_YOUR TASK_: Locate the line bearing "pub(crate) fn entropy_aad(sequence_id: SequenceId)" in the material below, then reproduce it and each following line up to and including the line bearing "assert_eq!(keys.distribution_psk.len(), KEY_LENGTH);".

_EXTRACTED DATA_:
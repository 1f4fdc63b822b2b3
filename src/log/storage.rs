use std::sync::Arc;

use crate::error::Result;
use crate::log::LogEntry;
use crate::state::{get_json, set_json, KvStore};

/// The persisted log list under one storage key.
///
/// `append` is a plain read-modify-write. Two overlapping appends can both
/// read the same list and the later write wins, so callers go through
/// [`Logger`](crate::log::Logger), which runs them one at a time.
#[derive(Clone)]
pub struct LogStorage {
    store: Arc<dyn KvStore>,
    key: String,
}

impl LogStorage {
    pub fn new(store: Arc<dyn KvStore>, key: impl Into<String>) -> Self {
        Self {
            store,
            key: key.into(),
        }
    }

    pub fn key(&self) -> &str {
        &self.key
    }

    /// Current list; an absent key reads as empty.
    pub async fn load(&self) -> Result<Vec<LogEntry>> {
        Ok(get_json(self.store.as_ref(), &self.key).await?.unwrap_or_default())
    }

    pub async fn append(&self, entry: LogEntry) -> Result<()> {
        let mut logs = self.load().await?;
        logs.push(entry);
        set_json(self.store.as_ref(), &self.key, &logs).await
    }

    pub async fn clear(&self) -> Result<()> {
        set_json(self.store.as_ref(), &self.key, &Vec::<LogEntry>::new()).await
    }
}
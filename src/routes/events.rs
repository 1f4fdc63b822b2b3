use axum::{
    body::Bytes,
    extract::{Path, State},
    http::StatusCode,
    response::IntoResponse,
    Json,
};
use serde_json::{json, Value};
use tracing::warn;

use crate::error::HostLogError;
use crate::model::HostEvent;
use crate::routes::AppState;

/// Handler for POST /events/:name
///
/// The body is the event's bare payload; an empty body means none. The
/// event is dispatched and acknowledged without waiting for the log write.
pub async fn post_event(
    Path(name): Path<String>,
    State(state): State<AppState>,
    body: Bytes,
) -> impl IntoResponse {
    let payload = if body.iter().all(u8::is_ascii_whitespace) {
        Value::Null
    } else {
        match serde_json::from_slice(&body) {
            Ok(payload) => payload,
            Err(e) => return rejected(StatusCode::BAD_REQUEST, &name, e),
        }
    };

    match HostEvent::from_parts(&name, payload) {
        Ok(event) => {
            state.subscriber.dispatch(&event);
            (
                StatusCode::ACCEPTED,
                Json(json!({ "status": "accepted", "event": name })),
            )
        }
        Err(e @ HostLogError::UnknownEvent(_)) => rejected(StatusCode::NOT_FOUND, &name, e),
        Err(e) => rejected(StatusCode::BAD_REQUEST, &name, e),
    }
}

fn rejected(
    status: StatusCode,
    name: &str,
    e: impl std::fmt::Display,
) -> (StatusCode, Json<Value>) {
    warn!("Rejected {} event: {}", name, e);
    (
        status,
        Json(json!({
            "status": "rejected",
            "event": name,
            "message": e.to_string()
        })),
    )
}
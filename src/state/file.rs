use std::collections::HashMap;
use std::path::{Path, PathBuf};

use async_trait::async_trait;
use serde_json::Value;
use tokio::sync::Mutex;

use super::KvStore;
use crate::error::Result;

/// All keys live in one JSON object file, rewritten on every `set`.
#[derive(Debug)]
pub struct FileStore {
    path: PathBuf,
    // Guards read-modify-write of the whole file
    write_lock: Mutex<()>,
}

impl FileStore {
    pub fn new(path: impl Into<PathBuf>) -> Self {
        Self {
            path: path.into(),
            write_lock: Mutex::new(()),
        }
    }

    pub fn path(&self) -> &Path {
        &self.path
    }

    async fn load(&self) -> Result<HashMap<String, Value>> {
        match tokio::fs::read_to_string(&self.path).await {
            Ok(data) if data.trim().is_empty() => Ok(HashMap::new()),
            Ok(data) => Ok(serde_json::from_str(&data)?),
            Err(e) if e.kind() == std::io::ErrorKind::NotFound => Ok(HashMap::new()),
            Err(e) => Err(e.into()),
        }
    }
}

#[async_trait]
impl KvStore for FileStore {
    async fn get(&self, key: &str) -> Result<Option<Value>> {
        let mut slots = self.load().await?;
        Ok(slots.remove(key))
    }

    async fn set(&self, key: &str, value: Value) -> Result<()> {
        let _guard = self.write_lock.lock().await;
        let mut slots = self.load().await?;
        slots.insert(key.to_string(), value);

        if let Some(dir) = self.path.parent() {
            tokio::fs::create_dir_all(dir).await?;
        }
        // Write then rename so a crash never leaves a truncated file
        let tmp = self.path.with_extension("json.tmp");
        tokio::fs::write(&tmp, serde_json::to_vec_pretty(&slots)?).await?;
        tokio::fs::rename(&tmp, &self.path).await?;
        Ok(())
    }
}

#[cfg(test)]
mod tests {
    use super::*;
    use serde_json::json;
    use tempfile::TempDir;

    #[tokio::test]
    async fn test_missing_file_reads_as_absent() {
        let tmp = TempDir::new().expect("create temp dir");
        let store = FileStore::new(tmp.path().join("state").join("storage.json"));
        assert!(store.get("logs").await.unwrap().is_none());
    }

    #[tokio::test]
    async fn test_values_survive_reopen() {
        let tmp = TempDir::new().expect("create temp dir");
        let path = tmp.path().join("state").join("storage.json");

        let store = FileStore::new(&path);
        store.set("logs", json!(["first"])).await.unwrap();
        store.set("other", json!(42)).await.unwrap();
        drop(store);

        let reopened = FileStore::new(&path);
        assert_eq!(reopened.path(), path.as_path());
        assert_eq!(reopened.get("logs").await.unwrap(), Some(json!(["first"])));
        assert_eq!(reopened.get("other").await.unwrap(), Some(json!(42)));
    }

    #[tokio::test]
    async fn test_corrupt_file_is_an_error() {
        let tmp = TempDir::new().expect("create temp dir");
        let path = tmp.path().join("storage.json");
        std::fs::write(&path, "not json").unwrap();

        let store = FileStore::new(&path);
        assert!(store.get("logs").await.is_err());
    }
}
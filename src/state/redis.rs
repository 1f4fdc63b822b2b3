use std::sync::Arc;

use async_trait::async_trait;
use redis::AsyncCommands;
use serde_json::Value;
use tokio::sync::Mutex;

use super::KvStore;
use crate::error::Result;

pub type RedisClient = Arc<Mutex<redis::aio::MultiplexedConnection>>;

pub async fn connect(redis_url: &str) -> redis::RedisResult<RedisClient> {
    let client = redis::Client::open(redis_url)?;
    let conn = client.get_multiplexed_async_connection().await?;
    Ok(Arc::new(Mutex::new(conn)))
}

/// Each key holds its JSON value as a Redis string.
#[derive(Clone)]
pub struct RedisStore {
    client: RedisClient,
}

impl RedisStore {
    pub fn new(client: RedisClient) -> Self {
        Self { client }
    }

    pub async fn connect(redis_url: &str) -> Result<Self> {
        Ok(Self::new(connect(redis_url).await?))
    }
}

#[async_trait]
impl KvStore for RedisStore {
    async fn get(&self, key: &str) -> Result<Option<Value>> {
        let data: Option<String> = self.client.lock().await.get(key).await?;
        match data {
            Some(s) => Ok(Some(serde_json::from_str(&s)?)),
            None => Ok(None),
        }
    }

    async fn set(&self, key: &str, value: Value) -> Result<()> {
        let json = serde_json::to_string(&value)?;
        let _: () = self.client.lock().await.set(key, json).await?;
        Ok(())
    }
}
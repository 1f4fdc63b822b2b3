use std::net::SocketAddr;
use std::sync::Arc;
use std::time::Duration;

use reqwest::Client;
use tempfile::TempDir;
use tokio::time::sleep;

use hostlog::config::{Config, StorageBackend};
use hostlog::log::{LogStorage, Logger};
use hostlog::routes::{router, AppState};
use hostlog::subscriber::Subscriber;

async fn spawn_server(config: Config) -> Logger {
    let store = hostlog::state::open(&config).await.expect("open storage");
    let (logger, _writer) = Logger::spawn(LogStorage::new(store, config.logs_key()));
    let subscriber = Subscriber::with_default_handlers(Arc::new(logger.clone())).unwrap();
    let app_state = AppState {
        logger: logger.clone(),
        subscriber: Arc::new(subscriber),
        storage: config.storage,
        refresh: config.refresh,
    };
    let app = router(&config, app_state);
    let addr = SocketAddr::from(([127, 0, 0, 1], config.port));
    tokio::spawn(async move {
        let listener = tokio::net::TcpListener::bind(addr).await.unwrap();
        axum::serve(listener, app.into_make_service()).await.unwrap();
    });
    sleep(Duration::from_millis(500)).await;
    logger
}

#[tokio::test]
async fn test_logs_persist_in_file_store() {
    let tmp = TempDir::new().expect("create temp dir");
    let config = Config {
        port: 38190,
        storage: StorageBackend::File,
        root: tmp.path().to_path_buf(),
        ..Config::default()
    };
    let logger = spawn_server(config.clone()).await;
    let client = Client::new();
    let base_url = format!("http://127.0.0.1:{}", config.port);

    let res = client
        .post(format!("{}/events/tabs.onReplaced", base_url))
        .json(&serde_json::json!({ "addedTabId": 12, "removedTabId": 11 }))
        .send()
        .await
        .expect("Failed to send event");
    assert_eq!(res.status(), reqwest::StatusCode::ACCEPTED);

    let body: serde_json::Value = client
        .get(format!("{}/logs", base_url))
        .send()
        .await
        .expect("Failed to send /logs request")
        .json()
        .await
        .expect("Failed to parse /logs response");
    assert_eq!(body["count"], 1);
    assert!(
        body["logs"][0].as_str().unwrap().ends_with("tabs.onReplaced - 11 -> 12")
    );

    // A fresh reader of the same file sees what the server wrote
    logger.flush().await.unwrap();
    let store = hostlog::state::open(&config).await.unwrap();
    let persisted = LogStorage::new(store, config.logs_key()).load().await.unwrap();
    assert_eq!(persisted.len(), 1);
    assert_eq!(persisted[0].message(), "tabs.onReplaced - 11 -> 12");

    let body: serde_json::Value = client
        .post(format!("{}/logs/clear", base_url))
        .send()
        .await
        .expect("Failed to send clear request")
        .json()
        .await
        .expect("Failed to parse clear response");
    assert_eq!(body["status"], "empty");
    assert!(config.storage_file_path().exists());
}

---

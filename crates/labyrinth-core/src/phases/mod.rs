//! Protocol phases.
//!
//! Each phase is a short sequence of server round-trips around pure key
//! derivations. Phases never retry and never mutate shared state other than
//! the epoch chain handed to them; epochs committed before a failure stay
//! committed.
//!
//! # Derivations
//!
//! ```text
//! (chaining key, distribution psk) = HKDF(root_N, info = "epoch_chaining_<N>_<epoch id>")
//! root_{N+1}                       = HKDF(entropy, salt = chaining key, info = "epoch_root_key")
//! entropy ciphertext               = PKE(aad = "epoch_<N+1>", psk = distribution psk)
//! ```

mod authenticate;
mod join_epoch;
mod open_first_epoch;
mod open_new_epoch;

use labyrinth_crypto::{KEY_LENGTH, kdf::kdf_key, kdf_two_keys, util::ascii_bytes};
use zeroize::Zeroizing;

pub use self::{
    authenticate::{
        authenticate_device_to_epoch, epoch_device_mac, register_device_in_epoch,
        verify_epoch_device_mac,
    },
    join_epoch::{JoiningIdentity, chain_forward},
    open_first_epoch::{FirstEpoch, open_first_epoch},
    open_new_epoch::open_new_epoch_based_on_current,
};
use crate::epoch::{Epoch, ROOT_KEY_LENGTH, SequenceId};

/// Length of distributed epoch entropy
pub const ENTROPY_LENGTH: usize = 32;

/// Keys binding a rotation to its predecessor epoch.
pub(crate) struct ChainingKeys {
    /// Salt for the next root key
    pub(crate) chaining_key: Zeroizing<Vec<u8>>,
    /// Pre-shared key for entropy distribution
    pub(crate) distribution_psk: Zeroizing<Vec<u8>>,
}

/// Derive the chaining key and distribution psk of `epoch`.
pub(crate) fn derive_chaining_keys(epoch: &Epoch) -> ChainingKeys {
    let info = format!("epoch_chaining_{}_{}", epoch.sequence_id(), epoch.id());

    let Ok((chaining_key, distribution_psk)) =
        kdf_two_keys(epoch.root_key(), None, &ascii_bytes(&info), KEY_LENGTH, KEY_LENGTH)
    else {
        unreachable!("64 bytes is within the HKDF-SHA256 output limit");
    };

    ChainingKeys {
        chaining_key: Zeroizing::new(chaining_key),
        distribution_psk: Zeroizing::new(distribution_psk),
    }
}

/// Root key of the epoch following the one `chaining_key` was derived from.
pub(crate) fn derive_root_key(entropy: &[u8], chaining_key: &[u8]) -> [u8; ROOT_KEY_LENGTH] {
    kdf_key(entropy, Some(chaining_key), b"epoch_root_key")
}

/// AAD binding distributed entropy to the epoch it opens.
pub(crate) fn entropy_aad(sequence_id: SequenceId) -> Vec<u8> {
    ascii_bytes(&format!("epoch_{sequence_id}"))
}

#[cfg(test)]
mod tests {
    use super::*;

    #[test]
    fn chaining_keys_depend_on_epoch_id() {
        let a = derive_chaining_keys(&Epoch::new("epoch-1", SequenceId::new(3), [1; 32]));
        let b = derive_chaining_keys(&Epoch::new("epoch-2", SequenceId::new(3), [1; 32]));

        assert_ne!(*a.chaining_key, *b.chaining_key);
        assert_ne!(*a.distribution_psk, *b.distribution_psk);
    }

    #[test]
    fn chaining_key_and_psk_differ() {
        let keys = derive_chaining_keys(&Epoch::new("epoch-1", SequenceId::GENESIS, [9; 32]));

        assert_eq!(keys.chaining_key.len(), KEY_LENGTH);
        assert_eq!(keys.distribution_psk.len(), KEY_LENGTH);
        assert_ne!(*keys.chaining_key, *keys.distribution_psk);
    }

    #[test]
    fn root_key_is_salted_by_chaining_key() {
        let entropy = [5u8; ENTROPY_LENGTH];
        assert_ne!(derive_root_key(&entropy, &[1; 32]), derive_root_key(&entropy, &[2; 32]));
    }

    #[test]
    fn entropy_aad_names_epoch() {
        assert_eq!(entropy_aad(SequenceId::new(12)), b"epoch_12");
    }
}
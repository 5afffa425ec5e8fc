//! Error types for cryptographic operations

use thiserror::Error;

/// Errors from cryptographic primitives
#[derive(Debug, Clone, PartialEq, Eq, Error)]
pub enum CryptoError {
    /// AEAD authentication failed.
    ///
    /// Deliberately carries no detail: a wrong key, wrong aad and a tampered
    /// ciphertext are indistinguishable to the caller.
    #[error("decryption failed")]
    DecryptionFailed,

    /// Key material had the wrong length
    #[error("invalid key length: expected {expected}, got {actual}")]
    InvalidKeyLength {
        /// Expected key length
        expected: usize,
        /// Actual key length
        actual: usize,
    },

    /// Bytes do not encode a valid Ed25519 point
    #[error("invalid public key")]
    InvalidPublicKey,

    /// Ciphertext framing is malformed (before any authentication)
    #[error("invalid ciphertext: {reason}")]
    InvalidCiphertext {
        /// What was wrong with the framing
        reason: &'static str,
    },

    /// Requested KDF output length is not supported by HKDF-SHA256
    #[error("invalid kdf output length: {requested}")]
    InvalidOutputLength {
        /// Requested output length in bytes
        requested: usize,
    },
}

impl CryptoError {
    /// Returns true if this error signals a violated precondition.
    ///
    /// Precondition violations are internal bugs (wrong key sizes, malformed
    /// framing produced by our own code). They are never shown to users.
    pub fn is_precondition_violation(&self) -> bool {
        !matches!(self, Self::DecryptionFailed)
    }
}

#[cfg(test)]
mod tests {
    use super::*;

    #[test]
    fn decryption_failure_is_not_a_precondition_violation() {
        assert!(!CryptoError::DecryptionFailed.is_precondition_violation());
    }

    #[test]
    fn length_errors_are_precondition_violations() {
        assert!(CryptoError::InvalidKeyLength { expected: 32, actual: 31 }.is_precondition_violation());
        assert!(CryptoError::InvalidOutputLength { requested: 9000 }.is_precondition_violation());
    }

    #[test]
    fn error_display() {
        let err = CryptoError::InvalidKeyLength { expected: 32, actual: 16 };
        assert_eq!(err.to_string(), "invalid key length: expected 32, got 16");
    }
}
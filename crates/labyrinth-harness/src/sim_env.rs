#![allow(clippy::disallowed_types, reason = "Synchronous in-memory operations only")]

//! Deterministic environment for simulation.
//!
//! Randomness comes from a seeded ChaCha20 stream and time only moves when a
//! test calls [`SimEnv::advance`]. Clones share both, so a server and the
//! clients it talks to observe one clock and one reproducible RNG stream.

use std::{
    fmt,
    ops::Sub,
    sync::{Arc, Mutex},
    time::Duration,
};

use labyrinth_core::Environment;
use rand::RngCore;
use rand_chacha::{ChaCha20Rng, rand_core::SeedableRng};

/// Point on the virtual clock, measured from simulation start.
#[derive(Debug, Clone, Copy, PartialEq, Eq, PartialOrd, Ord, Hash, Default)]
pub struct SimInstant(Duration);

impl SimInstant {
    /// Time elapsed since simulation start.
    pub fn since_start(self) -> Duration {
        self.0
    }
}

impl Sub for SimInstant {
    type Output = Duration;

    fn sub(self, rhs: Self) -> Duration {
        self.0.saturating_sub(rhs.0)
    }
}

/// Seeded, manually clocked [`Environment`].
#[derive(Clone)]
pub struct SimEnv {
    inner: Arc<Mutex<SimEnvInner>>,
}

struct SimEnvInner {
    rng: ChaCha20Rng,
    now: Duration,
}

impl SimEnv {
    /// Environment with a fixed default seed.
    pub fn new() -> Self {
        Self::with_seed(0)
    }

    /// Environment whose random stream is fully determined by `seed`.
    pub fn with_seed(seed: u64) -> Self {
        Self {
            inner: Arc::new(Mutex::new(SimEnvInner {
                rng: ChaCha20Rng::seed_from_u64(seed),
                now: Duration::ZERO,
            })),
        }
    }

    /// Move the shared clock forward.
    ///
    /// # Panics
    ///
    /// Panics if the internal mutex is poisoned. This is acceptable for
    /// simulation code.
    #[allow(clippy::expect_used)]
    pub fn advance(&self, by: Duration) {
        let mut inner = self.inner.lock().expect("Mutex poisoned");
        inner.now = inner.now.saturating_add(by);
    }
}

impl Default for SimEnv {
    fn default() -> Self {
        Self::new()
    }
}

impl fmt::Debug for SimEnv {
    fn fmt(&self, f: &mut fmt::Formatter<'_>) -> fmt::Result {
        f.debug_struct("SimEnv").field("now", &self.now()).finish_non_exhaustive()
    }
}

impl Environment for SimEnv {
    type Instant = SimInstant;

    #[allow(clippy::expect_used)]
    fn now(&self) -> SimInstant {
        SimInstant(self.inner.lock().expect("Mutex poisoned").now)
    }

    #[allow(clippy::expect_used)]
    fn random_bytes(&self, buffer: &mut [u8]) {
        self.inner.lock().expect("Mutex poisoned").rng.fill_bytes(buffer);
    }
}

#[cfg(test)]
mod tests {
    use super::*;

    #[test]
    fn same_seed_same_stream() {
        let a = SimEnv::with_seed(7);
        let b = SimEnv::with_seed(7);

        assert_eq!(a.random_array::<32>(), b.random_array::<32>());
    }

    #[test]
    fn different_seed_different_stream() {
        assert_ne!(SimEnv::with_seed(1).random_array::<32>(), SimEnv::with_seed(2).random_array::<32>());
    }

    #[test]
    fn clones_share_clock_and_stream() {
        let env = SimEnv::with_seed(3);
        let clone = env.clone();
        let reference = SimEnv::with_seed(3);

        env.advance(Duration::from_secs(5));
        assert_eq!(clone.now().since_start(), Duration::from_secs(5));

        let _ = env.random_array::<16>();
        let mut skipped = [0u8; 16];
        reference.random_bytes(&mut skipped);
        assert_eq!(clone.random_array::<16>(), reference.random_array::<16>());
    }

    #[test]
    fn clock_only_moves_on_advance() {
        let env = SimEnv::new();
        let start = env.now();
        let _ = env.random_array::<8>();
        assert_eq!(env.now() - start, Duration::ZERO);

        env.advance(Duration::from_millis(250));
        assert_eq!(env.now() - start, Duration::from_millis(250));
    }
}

---

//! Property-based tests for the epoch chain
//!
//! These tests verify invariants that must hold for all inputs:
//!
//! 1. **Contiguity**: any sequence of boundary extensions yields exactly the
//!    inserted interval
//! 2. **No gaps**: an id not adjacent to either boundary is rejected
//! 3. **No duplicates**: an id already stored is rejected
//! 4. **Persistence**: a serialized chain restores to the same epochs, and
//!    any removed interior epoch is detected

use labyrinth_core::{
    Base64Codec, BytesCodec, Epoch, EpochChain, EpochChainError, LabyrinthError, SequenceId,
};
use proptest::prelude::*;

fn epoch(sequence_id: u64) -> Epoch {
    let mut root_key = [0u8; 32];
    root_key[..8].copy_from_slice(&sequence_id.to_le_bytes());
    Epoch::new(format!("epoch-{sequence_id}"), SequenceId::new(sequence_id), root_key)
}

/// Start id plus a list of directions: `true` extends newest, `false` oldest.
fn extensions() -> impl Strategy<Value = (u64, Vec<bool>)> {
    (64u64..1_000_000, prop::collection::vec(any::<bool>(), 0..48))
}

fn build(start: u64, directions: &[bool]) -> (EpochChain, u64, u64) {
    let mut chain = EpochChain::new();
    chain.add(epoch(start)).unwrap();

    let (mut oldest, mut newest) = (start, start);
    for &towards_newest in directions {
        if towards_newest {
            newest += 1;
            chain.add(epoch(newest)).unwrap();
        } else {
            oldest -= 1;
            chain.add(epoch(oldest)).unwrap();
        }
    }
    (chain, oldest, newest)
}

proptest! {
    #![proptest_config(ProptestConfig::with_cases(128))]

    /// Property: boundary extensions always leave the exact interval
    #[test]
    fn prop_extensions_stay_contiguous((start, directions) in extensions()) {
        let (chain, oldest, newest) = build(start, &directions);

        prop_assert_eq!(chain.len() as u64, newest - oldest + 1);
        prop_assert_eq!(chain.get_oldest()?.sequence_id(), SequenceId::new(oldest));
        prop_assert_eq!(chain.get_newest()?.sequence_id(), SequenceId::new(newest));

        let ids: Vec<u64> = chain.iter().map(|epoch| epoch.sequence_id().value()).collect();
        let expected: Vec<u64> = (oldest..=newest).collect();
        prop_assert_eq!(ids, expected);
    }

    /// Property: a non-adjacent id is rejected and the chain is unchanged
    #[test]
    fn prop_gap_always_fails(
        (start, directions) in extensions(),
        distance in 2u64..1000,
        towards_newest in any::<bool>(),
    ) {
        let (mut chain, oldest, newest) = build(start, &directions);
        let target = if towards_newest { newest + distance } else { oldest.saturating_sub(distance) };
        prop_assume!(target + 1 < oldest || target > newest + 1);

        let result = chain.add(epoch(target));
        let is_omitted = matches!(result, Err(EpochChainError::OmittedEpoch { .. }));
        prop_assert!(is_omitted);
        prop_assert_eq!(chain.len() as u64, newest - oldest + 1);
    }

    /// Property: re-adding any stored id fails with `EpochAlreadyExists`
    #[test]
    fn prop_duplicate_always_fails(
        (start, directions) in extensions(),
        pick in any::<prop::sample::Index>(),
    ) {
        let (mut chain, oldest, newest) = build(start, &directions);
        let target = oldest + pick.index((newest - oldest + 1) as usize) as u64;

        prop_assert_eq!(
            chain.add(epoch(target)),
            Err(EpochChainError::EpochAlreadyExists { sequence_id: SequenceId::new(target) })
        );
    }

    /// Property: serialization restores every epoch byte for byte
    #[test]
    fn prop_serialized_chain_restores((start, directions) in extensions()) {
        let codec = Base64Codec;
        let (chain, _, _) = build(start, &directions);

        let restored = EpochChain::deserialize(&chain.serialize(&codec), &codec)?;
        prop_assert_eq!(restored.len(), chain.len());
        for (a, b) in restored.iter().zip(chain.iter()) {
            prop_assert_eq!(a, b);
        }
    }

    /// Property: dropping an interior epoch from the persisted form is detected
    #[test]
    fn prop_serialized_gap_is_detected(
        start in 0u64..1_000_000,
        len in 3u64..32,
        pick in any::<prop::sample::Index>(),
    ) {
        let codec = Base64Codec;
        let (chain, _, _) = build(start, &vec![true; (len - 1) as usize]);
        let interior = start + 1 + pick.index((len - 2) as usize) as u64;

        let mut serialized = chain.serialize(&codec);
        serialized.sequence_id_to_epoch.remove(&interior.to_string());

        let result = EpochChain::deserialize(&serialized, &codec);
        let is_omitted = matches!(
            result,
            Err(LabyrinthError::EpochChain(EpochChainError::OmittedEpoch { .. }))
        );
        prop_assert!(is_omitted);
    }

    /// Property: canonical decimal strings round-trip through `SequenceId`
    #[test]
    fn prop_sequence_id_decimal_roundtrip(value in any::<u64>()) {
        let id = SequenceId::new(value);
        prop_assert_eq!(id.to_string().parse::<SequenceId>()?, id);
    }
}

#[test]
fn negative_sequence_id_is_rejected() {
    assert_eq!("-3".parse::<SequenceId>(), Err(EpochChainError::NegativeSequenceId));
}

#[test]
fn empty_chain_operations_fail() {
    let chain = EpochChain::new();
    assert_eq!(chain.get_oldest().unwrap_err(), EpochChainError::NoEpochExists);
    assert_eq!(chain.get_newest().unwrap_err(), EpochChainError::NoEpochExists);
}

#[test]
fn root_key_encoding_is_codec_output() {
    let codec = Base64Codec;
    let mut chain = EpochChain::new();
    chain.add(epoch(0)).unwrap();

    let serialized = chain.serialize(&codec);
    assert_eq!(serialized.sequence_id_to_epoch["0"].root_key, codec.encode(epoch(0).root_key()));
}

_SOLUTION FOR THIS EXERCISE_:
pub(crate) fn entropy_aad(sequence_id: SequenceId) -> Vec<u8> {
    ascii_bytes(&format!("epoch_{sequence_id}"))
}

#[cfg(test)]
mod tests {
    use super::*;

    #[test]
    fn chaining_keys_depend_on_epoch_id() {
        let a = derive_chaining_keys(&Epoch::new("epoch-1", SequenceId::new(3), [1; 32]));
        let b = derive_chaining_keys(&Epoch::new("epoch-2", SequenceId::new(3), [1; 32]));

        assert_ne!(*a.chaining_key, *b.chaining_key);
        assert_ne!(*a.distribution_psk, *b.distribution_psk);
    }

    #[test]
    fn chaining_key_and_psk_differ() {
        let keys = derive_chaining_keys(&Epoch::new("epoch-1", SequenceId::GENESIS, [9; 32]));

        assert_eq!(keys.chaining_key.len(), KEY_LENGTH);
        assert_eq!(keys.distribution_psk.len(), KEY_LENGTH);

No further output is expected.